To integrate or not to integrate, that will be the biggest question facing Marcus Brauchli when he arrives at The Washington Post (NYSE: WPO) as its new editor this September. His biggest challenge will be to bring its website (and WPNI) closer to the newspaper without damaging the creative independence of the digital side, something that WPNI employees have feared over the years as it moves towards the inevitable. Under the new rules, Brauchli will run the entire news operation.
WaPo’s website now occupies a building across the Potomac River in Arlington, Virginia, rather than the paper’s office in Northwest Washington, making collaboration something done on e-mail and, on the phone and through shuttle diplomacy via the D.C.-area Metro trains, as described by Reuters. (Major announcements like Brauchli’s appointment required appearances in both newsrooms.)

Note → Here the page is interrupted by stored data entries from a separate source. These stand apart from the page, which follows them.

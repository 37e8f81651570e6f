//! Global Simulator Constants.
//!
//! This module defines constants shared across the simulator. It includes:
//! 1. **Sentinel Encodings:** The halt word and the canonical no-op.
//! 2. **Control Flow:** Instruction size and the fixed exception vector.
//! 3. **Memory Geometry:** Default memory base and size, and dump bounds.
//! 4. **Configuration Limits:** Upper bounds on memory and cache geometry.

/// Instruction word that stops the simulation when it retires.
pub const HALT_WORD: u32 = 0xFEED_FEED;

/// Canonical no-op encoding (`addi x0, x0, 0`).
pub const NOP_WORD: u32 = 0x0000_0013;

/// Size of every RV64I instruction in bytes.
pub const INSTRUCTION_SIZE: u64 = 4;

/// Address fetch is redirected to when an illegal instruction or memory fault is raised.
pub const EXCEPTION_HANDLER: u64 = 0x8000;

/// Number of architectural integer registers.
pub const NUM_REGS: usize = 32;

/// Default memory base address.
pub const MEMORY_BASE: u64 = 0;

/// Default memory size in bytes (64 KiB).
pub const MEMORY_SIZE: u64 = 0x1_0000;

/// Default first address of the memory dump.
pub const DUMP_START: u64 = 0x0;

/// Default end address (exclusive) of the memory dump.
pub const DUMP_END: u64 = 0x1F4;

/// Number of 32-bit words printed on each memory dump row.
pub const DUMP_WORDS_PER_ROW: u64 = 5;

/// Largest accepted memory size in bytes (256 MiB).
pub const MAX_MEMORY_SIZE: u64 = 1 << 28;

/// Largest accepted cache size in bytes (16 MiB).
pub const MAX_CACHE_SIZE: u64 = 1 << 24;

/// Largest accepted associativity.
pub const MAX_CACHE_WAYS: u64 = 1 << 10;

/// Largest accepted number of cache sets.
pub const MAX_CACHE_SETS: u64 = 1 << 16;
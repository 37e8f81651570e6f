//! RV64I pipeline simulator CLI.
//!
//! This binary runs one program image and writes the end-of-run reports. It performs:
//! 1. **Configuration:** Defaults, an optional JSON file, then command-line overrides.
//! 2. **Loading:** The flat binary, an optional init image, and an optional dump range.
//! 3. **Execution:** Functional or pipelined, bounded or until halt.
//! 4. **Reporting:** Report files next to the output base and a console summary.

use std::path::{Path, PathBuf};
use std::process::ExitCode;

use anyhow::{Context, Result};
use clap::{Parser, ValueEnum};
use tracing_subscriber::EnvFilter;

use rvpipe_core::config::{CacheConfig, Config, RunMode};
use rvpipe_core::sim::loader;
use rvpipe_core::sim::report::report_path;
use rvpipe_core::Simulator;

const EXIT_CONFIG_ERROR: u8 = 2;

#[derive(Clone, Copy, Debug, ValueEnum)]
enum ModeArg {
    Functional,
    Pipelined,
}

impl From<ModeArg> for RunMode {
    fn from(mode: ModeArg) -> Self {
        match mode {
            ModeArg::Functional => Self::Functional,
            ModeArg::Pipelined => Self::Pipelined,
        }
    }
}

#[derive(Parser, Debug)]
#[command(
    name = "rvpipe",
    author,
    version,
    about = "RV64I functional and five-stage pipeline simulator",
    long_about = "Run a flat RV64I binary functionally or through the five-stage pipeline model.\n\nExamples:\n  rvpipe prog.bin\n  rvpipe prog.bin --mode functional --instructions 1000\n  rvpipe prog.bin --icache 2048,32,2,10 --dcache 1024,16,4,5 --output out/prog"
)]
struct Cli {
    /// Flat binary loaded at the memory base.
    image: PathBuf,

    /// JSON configuration file; flags below override it.
    #[arg(short, long)]
    config: Option<PathBuf>,

    /// Execution model.
    #[arg(short, long, value_enum)]
    mode: Option<ModeArg>,

    /// Cycle budget for pipelined runs (0: until halt).
    #[arg(long, conflicts_with = "instructions")]
    cycles: Option<u64>,

    /// Instruction budget for functional runs (0: until halt).
    #[arg(long)]
    instructions: Option<u64>,

    /// Instruction cache as SIZE,BLOCK,WAYS,LATENCY.
    #[arg(long, value_name = "SPEC")]
    icache: Option<String>,

    /// Data cache as SIZE,BLOCK,WAYS,LATENCY.
    #[arg(long, value_name = "SPEC")]
    dcache: Option<String>,

    /// Text file of hex `address value` pairs written before the run.
    #[arg(long, value_name = "FILE")]
    init_mem: Option<PathBuf>,

    /// Text file holding the hex `start end` memory range to report.
    #[arg(long, value_name = "FILE")]
    mem_range: Option<PathBuf>,

    /// Base path of the report files (default: image path without extension).
    #[arg(short, long, value_name = "BASE")]
    output: Option<PathBuf>,

    /// Log every pipeline event.
    #[arg(long)]
    trace: bool,

    /// Skip the console statistics summary.
    #[arg(short, long)]
    quiet: bool,
}

fn init_tracing(trace: bool) {
    let filter = if trace {
        EnvFilter::new("trace")
    } else {
        EnvFilter::try_from_default_env().unwrap_or_else(|_| EnvFilter::new("info"))
    };
    tracing_subscriber::fmt()
        .with_env_filter(filter)
        .with_writer(std::io::stderr)
        .init();
}

/// Builds the configuration from defaults, the optional file, and the flags.
fn build_config(cli: &Cli) -> Result<Config> {
    let mut config = match &cli.config {
        Some(path) => Config::from_file(path)
            .with_context(|| format!("loading configuration {}", path.display()))?,
        None => Config::default(),
    };
    if let Some(mode) = cli.mode {
        config.general.mode = mode.into();
    }
    if let Some(spec) = &cli.icache {
        config.cache.l1_i = CacheConfig::parse_spec(spec).context("--icache")?;
    }
    if let Some(spec) = &cli.dcache {
        config.cache.l1_d = CacheConfig::parse_spec(spec).context("--dcache")?;
    }
    if let Some(path) = &cli.init_mem {
        config.memory.init_image = Some(path.clone());
    }
    if let Some(path) = &cli.mem_range {
        let (start, end) = loader::load_dump_range(path)
            .with_context(|| format!("reading memory range {}", path.display()))?;
        config.memory.dump_start = start;
        config.memory.dump_end = end;
    }
    config.validate().context("invalid configuration")?;
    Ok(config)
}

fn output_base(cli: &Cli) -> PathBuf {
    cli.output
        .clone()
        .unwrap_or_else(|| cli.image.with_extension(""))
}

fn prepare(cli: &Cli, base: &Path) -> Result<(Simulator, u64)> {
    let config = build_config(cli)?;
    let memory = loader::load_program(&config, &cli.image)
        .with_context(|| format!("loading {}", cli.image.display()))?;
    let mut sim = Simulator::new(&config, memory).context("building simulator")?;
    if config.general.mode == RunMode::Pipelined {
        let path = report_path(base, "_pipe_state.out");
        sim.stream_pipe_log(&path)
            .with_context(|| format!("creating {}", path.display()))?;
    }
    let budget = match config.general.mode {
        RunMode::Functional => cli.instructions.unwrap_or(0),
        RunMode::Pipelined => cli.cycles.unwrap_or(0),
    };
    Ok((sim, budget))
}

fn finish(cli: &Cli, sim: &mut Simulator, base: &Path) -> Result<()> {
    sim.finish_pipe_log().context("writing pipeline state")?;
    let written = sim
        .write_reports(base)
        .with_context(|| format!("writing reports to {}", base.display()))?;
    tracing::info!(files = written.len(), base = %base.display(), "reports written");
    if !cli.quiet {
        sim.stats().print();
        println!("status                   {}", sim.status());
    }
    Ok(())
}

fn main() -> ExitCode {
    let cli = Cli::parse();
    init_tracing(cli.trace);

    let base = output_base(&cli);
    let (mut sim, budget) = match prepare(&cli, &base) {
        Ok(ready) => ready,
        Err(e) => {
            eprintln!("[!] {e:#}");
            return ExitCode::from(EXIT_CONFIG_ERROR);
        }
    };

    let status = sim.run(budget);

    if let Err(e) = finish(&cli, &mut sim, &base) {
        eprintln!("[!] {e:#}");
        return ExitCode::from(EXIT_CONFIG_ERROR);
    }

    ExitCode::from(status.exit_code())
}
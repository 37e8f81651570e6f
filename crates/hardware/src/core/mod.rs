//! Core processor implementation.
//!
//! This module contains the processor context, the five-stage pipeline, and the
//! execution units both execution models share.

/// CPU context (registers, memory, caches, statistics) and the functional step chain.
pub mod cpu;

/// Five-stage pipeline (slots, hazards, stages, engine).
pub mod pipeline;

/// Execution units (ALU, BRU, LSU, cache).
pub mod units;

pub use self::cpu::Cpu;

/// Outcome of a bounded or unbounded run.
#[derive(Clone, Copy, Debug, Default, PartialEq, Eq, Hash)]
pub enum RunStatus {
    /// The budget was used up without reaching a terminal condition; the run can be resumed.
    #[default]
    Success,
    /// The halt sentinel completed and no exception had been raised.
    Halt,
    /// An illegal instruction or memory fault ended the run.
    Exception,
}

impl RunStatus {
    /// `true` for `Halt` and `Exception`; such a run cannot make further progress.
    pub const fn is_terminal(self) -> bool {
        !matches!(self, Self::Success)
    }

    /// Process exit code reported by the command-line front end.
    pub const fn exit_code(self) -> u8 {
        match self {
            Self::Success | Self::Halt => 0,
            Self::Exception => 1,
        }
    }
}

impl std::fmt::Display for RunStatus {
    fn fmt(&self, f: &mut std::fmt::Formatter<'_>) -> std::fmt::Result {
        f.write_str(match self {
            Self::Success => "SUCCESS",
            Self::Halt => "HALT",
            Self::Exception => "EXCEPTION",
        })
    }
}
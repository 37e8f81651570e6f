//! # Core Tests


/// Five-stage pipeline: hazards, timing, exceptions.
pub mod pipeline;
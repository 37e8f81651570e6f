//! Instruction Disassembler.
//!
//! Renders a raw word as assembly text for the pipeline-state report and for
//! trace output. Operands use ABI register names and decimal immediates:
//!
//! ```
//! use rvpipe_core::isa::disasm::disassemble;
//!
//! assert_eq!(disassemble(0x0020_81b3), "add gp, ra, sp");
//! assert_eq!(disassemble(0xFEED_FEED), "HALT");
//! assert_eq!(disassemble(0x0000_0000), "ILLEGAL");
//! ```

use crate::common::constants::{HALT_WORD, NOP_WORD};
use crate::isa::abi::name;
use crate::isa::decode::{b_imm, i_imm, j_imm, s_imm};
use crate::isa::instruction::InstructionBits;
use crate::isa::rv64i::{funct3, funct7, opcodes};

/// Returns the mnemonic for an encoding, or `None` when it is illegal.
///
/// The legality rules mirror the decoder's table so that the report never
/// names an instruction the pipeline treats as illegal.
pub fn mnemonic(raw: u32) -> Option<&'static str> {
    let f3 = raw.funct3();
    let f7 = raw.funct7();
    let alt = f7 == funct7::ALT;
    let base_or_alt = f7 == funct7::BASE || alt;

    let m = match raw.opcode() {
        opcodes::OP_REG => match f3 {
            funct3::ADD_SUB if base_or_alt => {
                if alt {
                    "sub"
                } else {
                    "add"
                }
            }
            funct3::SRL_SRA if base_or_alt => {
                if alt {
                    "sra"
                } else {
                    "srl"
                }
            }
            funct3::SLL if f7 == funct7::BASE => "sll",
            funct3::SLT if f7 == funct7::BASE => "slt",
            funct3::SLTU if f7 == funct7::BASE => "sltu",
            funct3::XOR if f7 == funct7::BASE => "xor",
            funct3::OR if f7 == funct7::BASE => "or",
            funct3::AND if f7 == funct7::BASE => "and",
            _ => return None,
        },
        opcodes::OP_REG_32 => match f3 {
            funct3::ADD_SUB if base_or_alt => {
                if alt {
                    "subw"
                } else {
                    "addw"
                }
            }
            funct3::SRL_SRA if base_or_alt => {
                if alt {
                    "sraw"
                } else {
                    "srlw"
                }
            }
            funct3::SLL if f7 == funct7::BASE => "sllw",
            _ => return None,
        },
        opcodes::OP_IMM => {
            let upper = raw >> 26;
            match f3 {
                funct3::ADD_SUB => "addi",
                funct3::SLT => "slti",
                funct3::SLTU => "sltiu",
                funct3::XOR => "xori",
                funct3::OR => "ori",
                funct3::AND => "andi",
                funct3::SLL if upper == funct7::SHIFT_LOGICAL => "slli",
                funct3::SRL_SRA if upper == funct7::SHIFT_LOGICAL => "srli",
                funct3::SRL_SRA if upper == funct7::SHIFT_ARITH => "srai",
                _ => return None,
            }
        }
        opcodes::OP_IMM_32 => match f3 {
            funct3::ADD_SUB => "addiw",
            funct3::SLL if f7 == funct7::BASE => "slliw",
            funct3::SRL_SRA if f7 == funct7::BASE => "srliw",
            funct3::SRL_SRA if alt => "sraiw",
            _ => return None,
        },
        opcodes::OP_LOAD => match f3 {
            funct3::LB => "lb",
            funct3::LH => "lh",
            funct3::LW => "lw",
            funct3::LD => "ld",
            funct3::LBU => "lbu",
            funct3::LHU => "lhu",
            funct3::LWU => "lwu",
            _ => return None,
        },
        opcodes::OP_STORE => match f3 {
            funct3::SB => "sb",
            funct3::SH => "sh",
            funct3::SW => "sw",
            funct3::SD => "sd",
            _ => return None,
        },
        opcodes::OP_BRANCH => match f3 {
            funct3::BEQ => "beq",
            funct3::BNE => "bne",
            funct3::BLT => "blt",
            funct3::BGE => "bge",
            funct3::BLTU => "bltu",
            funct3::BGEU => "bgeu",
            _ => return None,
        },
        opcodes::OP_JALR if f3 == funct3::JALR => "jalr",
        opcodes::OP_JAL => "jal",
        opcodes::OP_LUI => "lui",
        opcodes::OP_AUIPC => "auipc",
        _ => return None,
    };
    Some(m)
}

/// Disassembles a raw instruction word.
///
/// Sentinels print as `HALT` and `NOP`; anything the decoder rejects prints as
/// `ILLEGAL`.
pub fn disassemble(raw: u32) -> String {
    if raw == HALT_WORD {
        return "HALT".to_string();
    }
    if raw == NOP_WORD {
        return "NOP".to_string();
    }
    let Some(op) = mnemonic(raw) else {
        return "ILLEGAL".to_string();
    };

    let rd = name(raw.rd());
    let rs1 = name(raw.rs1());
    let rs2 = name(raw.rs2());
    let simm = |v: u64| v as i64;

    match raw.opcode() {
        opcodes::OP_REG | opcodes::OP_REG_32 => format!("{op} {rd}, {rs1}, {rs2}"),
        opcodes::OP_IMM | opcodes::OP_IMM_32 => {
            let f3 = raw.funct3();
            if f3 == funct3::SLL || f3 == funct3::SRL_SRA {
                format!("{op} {rd}, {rs1}, {}", i_imm(raw) & 0x3F)
            } else {
                format!("{op} {rd}, {rs1}, {}", simm(i_imm(raw)))
            }
        }
        opcodes::OP_LOAD => format!("{op} {rd}, {}({rs1})", simm(i_imm(raw))),
        opcodes::OP_STORE => format!("{op} {rs2}, {}({rs1})", simm(s_imm(raw))),
        opcodes::OP_BRANCH => format!("{op} {rs1}, {rs2}, {}", simm(b_imm(raw))),
        opcodes::OP_JALR => format!("{op} {rd}, {}({rs1})", simm(i_imm(raw))),
        opcodes::OP_JAL => format!("{op} {rd}, {}", simm(j_imm(raw))),
        _ => format!("{op} {rd}, {:#x}", raw >> 12),
    }
}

The story says that this independence led WPNI to take creative risks on WashingtonPost.com and do acquisitions such as Slate and launch new sites. But with WaPo forming the Slate Media Group, that latter will still be insulated as the integration happens.
Also, some on the online side fear that there will be layoffs as redundant jobs gets eliminated, But WaPo online executive editor Jim Brady told Reuters that “things are certainly going to change, but they’re not going to gut the (washingtonpost.com) newsroom.” Publisher Katharine Weymouth: “The goal in doing this is not to cut.”